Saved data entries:
==========
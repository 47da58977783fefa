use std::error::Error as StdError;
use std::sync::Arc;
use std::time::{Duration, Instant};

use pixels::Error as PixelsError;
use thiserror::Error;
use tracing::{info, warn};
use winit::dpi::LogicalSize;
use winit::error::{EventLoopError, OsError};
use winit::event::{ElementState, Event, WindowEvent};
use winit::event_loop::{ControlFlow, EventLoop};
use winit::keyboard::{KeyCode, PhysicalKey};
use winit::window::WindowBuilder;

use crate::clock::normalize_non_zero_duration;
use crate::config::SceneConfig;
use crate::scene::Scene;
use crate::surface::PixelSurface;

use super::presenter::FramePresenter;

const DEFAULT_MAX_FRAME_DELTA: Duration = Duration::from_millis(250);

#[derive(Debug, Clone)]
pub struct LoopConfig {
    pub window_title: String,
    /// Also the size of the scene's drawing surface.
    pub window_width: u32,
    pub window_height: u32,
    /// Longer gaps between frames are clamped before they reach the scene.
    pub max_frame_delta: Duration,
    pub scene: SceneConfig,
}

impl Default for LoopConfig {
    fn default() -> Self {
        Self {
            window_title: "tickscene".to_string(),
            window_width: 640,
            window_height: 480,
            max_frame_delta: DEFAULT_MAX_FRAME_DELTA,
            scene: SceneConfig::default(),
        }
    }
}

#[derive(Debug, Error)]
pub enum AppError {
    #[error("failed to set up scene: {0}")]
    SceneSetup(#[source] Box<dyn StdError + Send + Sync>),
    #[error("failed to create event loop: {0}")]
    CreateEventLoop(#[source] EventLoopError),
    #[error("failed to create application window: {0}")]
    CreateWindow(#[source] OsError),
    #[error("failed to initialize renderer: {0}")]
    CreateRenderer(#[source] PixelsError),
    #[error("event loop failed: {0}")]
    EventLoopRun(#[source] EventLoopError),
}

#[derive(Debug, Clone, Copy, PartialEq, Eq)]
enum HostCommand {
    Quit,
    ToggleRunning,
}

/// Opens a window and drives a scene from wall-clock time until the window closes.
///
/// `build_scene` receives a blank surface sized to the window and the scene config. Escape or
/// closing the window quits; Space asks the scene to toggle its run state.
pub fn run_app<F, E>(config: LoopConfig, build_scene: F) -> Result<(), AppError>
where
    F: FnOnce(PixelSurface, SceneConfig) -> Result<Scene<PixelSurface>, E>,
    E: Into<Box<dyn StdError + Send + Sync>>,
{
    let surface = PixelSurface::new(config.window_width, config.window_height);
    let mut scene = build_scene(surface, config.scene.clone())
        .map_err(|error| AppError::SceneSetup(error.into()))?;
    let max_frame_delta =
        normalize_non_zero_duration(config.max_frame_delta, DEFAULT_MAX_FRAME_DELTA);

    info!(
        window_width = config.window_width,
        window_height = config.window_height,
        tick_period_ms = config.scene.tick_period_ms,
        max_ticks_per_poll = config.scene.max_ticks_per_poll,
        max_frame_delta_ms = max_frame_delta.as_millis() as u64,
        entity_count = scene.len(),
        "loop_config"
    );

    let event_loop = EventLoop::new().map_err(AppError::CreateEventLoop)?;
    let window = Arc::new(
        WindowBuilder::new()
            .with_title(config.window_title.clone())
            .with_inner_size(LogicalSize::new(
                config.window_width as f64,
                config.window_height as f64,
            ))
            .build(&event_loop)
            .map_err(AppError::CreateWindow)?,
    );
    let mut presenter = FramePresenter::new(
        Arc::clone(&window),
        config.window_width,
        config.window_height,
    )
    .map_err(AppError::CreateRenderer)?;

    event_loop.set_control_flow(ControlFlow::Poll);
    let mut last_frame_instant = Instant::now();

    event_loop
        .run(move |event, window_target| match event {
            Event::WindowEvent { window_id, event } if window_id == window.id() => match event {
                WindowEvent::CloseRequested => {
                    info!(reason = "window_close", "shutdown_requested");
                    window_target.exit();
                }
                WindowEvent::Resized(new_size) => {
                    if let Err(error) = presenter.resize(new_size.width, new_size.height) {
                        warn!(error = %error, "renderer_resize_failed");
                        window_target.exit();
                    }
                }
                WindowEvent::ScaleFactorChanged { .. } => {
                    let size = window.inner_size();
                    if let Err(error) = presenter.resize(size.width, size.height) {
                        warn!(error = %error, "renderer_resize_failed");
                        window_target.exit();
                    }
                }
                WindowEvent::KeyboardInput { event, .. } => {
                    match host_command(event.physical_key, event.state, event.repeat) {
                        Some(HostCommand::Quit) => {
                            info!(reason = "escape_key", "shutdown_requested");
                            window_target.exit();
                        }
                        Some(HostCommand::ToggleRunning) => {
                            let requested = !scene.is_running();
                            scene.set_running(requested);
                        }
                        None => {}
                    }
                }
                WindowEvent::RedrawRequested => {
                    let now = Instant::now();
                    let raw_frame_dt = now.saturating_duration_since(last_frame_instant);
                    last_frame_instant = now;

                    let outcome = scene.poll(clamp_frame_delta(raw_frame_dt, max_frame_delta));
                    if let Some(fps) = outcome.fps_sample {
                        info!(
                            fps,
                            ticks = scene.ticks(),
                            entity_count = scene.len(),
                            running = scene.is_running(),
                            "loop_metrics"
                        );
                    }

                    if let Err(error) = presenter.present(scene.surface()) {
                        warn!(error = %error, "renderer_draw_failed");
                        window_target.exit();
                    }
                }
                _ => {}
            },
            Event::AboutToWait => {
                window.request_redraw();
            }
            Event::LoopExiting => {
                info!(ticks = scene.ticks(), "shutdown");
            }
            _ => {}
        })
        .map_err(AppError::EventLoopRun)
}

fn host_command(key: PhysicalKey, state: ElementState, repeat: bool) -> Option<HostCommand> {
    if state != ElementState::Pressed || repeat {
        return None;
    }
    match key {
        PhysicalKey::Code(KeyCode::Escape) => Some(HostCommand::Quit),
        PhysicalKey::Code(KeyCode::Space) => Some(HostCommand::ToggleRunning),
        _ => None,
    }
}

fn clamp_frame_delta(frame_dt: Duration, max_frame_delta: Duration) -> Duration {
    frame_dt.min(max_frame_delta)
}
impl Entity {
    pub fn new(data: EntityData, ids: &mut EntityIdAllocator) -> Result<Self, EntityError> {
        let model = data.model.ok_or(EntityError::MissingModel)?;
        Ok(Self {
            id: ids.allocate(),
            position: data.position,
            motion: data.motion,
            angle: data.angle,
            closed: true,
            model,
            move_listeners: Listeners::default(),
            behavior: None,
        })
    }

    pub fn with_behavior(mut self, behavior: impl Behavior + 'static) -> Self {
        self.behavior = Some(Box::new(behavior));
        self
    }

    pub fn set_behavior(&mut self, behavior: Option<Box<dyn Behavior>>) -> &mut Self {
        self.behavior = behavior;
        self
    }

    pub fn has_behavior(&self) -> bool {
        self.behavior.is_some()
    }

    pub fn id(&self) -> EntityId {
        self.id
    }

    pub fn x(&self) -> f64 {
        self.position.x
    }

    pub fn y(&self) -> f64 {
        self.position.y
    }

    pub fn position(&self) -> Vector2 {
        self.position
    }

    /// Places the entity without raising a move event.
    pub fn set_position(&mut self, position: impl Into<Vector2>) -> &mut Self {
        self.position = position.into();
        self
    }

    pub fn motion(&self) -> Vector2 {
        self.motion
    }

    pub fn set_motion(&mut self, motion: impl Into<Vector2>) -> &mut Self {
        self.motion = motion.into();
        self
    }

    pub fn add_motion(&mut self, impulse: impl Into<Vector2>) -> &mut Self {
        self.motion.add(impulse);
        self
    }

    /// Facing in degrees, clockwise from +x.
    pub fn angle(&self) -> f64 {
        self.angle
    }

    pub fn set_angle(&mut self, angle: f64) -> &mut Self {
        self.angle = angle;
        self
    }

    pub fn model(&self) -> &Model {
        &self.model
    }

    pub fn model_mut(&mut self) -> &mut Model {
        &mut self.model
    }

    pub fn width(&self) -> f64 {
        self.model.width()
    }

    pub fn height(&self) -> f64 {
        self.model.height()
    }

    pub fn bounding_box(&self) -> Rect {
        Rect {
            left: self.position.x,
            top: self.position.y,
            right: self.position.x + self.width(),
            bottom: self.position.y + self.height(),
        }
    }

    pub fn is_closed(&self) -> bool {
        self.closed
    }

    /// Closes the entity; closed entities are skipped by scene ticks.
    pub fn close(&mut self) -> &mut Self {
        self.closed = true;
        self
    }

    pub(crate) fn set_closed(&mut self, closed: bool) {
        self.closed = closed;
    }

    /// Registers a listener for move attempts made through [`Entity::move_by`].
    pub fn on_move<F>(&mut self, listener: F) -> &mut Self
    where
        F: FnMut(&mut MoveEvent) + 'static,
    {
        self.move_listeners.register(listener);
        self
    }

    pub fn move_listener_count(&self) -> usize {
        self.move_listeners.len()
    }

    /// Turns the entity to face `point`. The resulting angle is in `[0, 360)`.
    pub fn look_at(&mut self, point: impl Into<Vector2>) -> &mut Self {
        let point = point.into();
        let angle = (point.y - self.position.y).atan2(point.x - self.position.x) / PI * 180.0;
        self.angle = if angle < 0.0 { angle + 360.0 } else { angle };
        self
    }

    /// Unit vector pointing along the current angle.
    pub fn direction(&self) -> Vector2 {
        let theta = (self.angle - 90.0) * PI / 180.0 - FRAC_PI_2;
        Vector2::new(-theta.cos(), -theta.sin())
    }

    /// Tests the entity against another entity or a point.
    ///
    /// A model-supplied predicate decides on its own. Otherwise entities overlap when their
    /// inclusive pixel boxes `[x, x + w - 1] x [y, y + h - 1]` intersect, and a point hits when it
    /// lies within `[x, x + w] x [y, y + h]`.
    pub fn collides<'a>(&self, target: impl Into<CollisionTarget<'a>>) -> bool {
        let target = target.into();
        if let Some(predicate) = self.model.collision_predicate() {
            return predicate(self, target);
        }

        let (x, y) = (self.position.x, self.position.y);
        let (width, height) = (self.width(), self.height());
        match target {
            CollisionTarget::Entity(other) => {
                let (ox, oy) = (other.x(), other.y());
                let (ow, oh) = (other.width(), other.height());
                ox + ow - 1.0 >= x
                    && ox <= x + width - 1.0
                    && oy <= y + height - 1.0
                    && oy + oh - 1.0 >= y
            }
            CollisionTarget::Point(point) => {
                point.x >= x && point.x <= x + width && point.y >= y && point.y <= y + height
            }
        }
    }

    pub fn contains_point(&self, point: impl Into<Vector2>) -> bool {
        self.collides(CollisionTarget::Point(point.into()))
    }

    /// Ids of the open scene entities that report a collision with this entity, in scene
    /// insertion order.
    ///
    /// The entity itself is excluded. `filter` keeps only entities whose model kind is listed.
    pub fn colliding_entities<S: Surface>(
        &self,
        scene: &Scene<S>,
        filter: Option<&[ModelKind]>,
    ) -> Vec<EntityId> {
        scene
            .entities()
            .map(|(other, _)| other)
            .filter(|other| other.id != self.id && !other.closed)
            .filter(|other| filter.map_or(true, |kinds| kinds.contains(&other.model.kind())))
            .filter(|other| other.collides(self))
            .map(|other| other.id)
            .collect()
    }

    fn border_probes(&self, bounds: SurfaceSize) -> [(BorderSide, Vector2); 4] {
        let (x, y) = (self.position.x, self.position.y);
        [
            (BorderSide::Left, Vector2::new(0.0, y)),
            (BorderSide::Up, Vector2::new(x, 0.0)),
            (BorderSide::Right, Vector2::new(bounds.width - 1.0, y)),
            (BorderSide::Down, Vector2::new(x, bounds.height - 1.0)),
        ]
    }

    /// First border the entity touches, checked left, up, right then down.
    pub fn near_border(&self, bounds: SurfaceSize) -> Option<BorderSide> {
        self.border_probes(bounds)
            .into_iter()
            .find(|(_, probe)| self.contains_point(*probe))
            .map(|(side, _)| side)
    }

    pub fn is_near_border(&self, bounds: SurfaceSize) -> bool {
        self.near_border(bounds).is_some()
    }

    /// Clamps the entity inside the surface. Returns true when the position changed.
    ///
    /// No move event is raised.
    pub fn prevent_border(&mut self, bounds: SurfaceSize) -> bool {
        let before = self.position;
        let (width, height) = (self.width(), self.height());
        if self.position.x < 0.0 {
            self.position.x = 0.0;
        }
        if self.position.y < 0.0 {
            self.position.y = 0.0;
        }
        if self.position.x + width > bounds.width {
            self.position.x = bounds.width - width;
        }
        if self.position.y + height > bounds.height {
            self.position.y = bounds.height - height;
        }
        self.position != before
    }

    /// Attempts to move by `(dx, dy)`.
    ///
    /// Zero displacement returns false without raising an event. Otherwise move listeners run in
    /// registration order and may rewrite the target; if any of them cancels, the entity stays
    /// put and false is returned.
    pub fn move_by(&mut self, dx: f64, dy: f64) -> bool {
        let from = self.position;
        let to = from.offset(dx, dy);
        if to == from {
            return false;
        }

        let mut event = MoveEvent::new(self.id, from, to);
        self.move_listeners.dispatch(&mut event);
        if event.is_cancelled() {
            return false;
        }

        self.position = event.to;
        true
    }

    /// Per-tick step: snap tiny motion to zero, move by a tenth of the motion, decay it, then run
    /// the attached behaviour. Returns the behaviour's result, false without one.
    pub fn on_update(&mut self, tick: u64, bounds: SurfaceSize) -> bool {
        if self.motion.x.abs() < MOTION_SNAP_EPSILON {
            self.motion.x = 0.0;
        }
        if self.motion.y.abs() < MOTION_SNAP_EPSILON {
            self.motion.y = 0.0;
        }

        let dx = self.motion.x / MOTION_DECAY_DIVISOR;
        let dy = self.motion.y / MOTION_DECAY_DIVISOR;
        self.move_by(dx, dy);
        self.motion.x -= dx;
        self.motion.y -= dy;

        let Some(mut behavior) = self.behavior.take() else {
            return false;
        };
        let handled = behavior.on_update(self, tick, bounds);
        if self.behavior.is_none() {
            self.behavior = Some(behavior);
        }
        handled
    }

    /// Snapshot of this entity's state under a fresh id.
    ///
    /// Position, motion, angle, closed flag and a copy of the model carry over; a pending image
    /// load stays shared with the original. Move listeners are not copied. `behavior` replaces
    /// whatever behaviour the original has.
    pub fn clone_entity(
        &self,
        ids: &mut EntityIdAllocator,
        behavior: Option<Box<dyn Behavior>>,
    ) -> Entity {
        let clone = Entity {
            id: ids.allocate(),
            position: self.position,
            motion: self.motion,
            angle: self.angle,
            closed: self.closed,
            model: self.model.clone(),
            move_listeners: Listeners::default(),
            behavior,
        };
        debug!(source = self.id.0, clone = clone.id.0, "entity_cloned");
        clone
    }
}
==========
* [Task description]:
There is a line with "window.request_redraw();" and a line with "pub fn add_motion(&mut" above. Copy exactly those two lines and all lines between them, with nothing else.

* [Answer to this problem]:
                window.request_redraw();
            }
            Event::LoopExiting => {
                info!(ticks = scene.ticks(), "shutdown");
            }
            _ => {}
        })
        .map_err(AppError::EventLoopRun)
}

fn host_command(key: PhysicalKey, state: ElementState, repeat: bool) -> Option<HostCommand> {
    if state != ElementState::Pressed || repeat {
        return None;
    }
    match key {
        PhysicalKey::Code(KeyCode::Escape) => Some(HostCommand::Quit),
        PhysicalKey::Code(KeyCode::Space) => Some(HostCommand::ToggleRunning),
        _ => None,
    }
}

fn clamp_frame_delta(frame_dt: Duration, max_frame_delta: Duration) -> Duration {
    frame_dt.min(max_frame_delta)
}
impl Entity {
    pub fn new(data: EntityData, ids: &mut EntityIdAllocator) -> Result<Self, EntityError> {
        let model = data.model.ok_or(EntityError::MissingModel)?;
        Ok(Self {
            id: ids.allocate(),
            position: data.position,
            motion: data.motion,
            angle: data.angle,
            closed: true,
            model,
            move_listeners: Listeners::default(),
            behavior: None,
        })
    }

    pub fn with_behavior(mut self, behavior: impl Behavior + 'static) -> Self {
        self.behavior = Some(Box::new(behavior));
        self
    }

    pub fn set_behavior(&mut self, behavior: Option<Box<dyn Behavior>>) -> &mut Self {
        self.behavior = behavior;
        self
    }

    pub fn has_behavior(&self) -> bool {
        self.behavior.is_some()
    }

    pub fn id(&self) -> EntityId {
        self.id
    }

    pub fn x(&self) -> f64 {
        self.position.x
    }

    pub fn y(&self) -> f64 {
        self.position.y
    }

    pub fn position(&self) -> Vector2 {
        self.position
    }

    /// Places the entity without raising a move event.
    pub fn set_position(&mut self, position: impl Into<Vector2>) -> &mut Self {
        self.position = position.into();
        self
    }

    pub fn motion(&self) -> Vector2 {
        self.motion
    }

    pub fn set_motion(&mut self, motion: impl Into<Vector2>) -> &mut Self {
        self.motion = motion.into();
        self
    }

    pub fn add_motion(&mut self, impulse: impl Into<Vector2>) -> &mut Self {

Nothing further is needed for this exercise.